L’arte contemporanea torna alla Gam, con un ciclo che è la naturale prosecuzione di Avvistamenti. Alla mostra dei napoletani Vedovamazzei (Stella Scala, Napoli, 1964, e Simeone Crispino, Frattaminore, Napoli, 1962. Vivono a Milano) seguiranno le personali di Massimo Bartolini e Jessica Stockholder.
I partenopei, riunitisi nel 1991 sotto la luttuosa sigla, annunciano la propria ingombrante presenza con un Tir di 28 tonnellate parcheggiato in una viuzza adiacente la galleria. Basta gettare uno sguardo in alto e si nota una vegetazione che lì proprio non dovrebbe stare. Grazie a una ripida scala si può salire fino all’altezza di 4 metri, da dove osservare cosa contiene il rimorchio. Centinaia di metri cubi d’acqua che ricreano una paesaggio monettiano, con tanto di barca a remi. Ad ogni modo il portable landscape di Go Wherever You Want, Bring Whatever You Wish (2000-2004) non è una novità, era già stato presentato nel 2000.
All’interno della galleria, l’esposizione si apre con For Once in My Life (2004). Si cita un racconto in cui Carlo Vogt riporta la vicenda di una cicogna adultera che, insieme all’amante, uccide il proprio compagno. La scena è illustrata con pochi ed essenziali neon, come pennellate che si dispongono nello spazio, creando pure un poetico effetto di cerchi concentrici nell’acqua dello stagno, dove l’ignaro maschio va a caccia di ranocchi. Il ronzìo di un generatore introduce al lavoro successivo: tre pareti candide e uno specchio circolare. Ovviamente ci si guarda, ma la messa a fuoco è ostacolata, per cui ci si avvicina a tal punto che la propria immagine svanisce per altre ragioni di ottica.
Lo Short Sighted Mirror 2 (2002-2004, presentato a Roma, al Magazzino d’Arte Moderna) gira infatti rapidamente su sé stesso, frustrando ogni Narciso permaloso.
Nella sala seguente, tre tavoli in legno sono elevati da strutture in vetro, il cui titolo complessivo è Plank bed (2004). A causa dell’altezza non è facile osservare cos’è poggiato sul piano dei primi due tavoli, anche se il riflesso del vetro funge da proiezione fantasmatica. Uno reca i celebri Notebooks dei napoletani (un ciclo di ben 71 quaderni è stato presentato recentemente a Milano dalla fashion griffe Piazza Sempione di cui Vedovamazzei ha curato la campagna autunnoinverno) e la Risma 500 (1993); su un altro si svolge un’improbabile competizione di nastri adesivi di varia fattura. Sul terzo tavolo giacciono brandelli di scottex avvoltolati in modo da suggerire esseri zoomorfi, impressione supportata da qualche lieve schizzo a pennarello.

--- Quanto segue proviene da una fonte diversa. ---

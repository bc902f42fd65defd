use axum::Router;

/// A service module that contributes HTTP routes.
///
/// Each business module implements this trait to register its API
/// endpoints. The binary entry point collects all modules and nests their
/// routes into a single Router.
pub trait Module: Send + Sync {
    /// Module name, used for logging and route prefixes.
    fn name(&self) -> &str;

    /// Return the module's routes, to be nested under `/{name}`.
    fn routes(&self) -> Router;
}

Chiude la mostra una struttura dal titolo Bluish (2004). Il parallelepipedo, le cui lastre di vetro sono congiunte da una struttura in alluminio, accoglie un lampadario che penetra nella scultura attraverso un piccolo foro. Il ricordo va naturalmente ad alcuni lavori di Flavio Favelli, ma d’altra parte l’utilizzo del lampadario non è nuovo per i Vedovamazzei, a partire da due opere del 2000. In questo caso, le luci sono disposte in maniera tale da ricalcare la disposizione degli astri che formano la costellazione del Grande Carro, mentre il vetro crea un gioco di riflessi che si stempera solo dove è applicata un’anta in legno, ricordo di un armadio a muro dipinto chissà quanti decenni or sono.
Lo evidenzia Giacinto Di Petrantonio nel testo a catalogo (un prodotto editoriale di pregio): i temi dei Vedovamazzei sono costantemente legati alla morte e alla progettualità, che Heidegger ci ha insegnato essere inscindibili. Così, nella loro caleidoscopica produzione, che non si ritrae di fronte ad alcun medium espressivo, la cifra è riconoscibile dalla tematica e dall’approccio. Com’è avvenuto, per restare in Piemonte, nell’installazione permanente After Love (2003) a Caraglio, che ripropone la celebre casa di Buster Keaton. Instabilità amaramente ironica come controcanto dell’architettura razionalista, s-grammaticatura caotica della finitudine.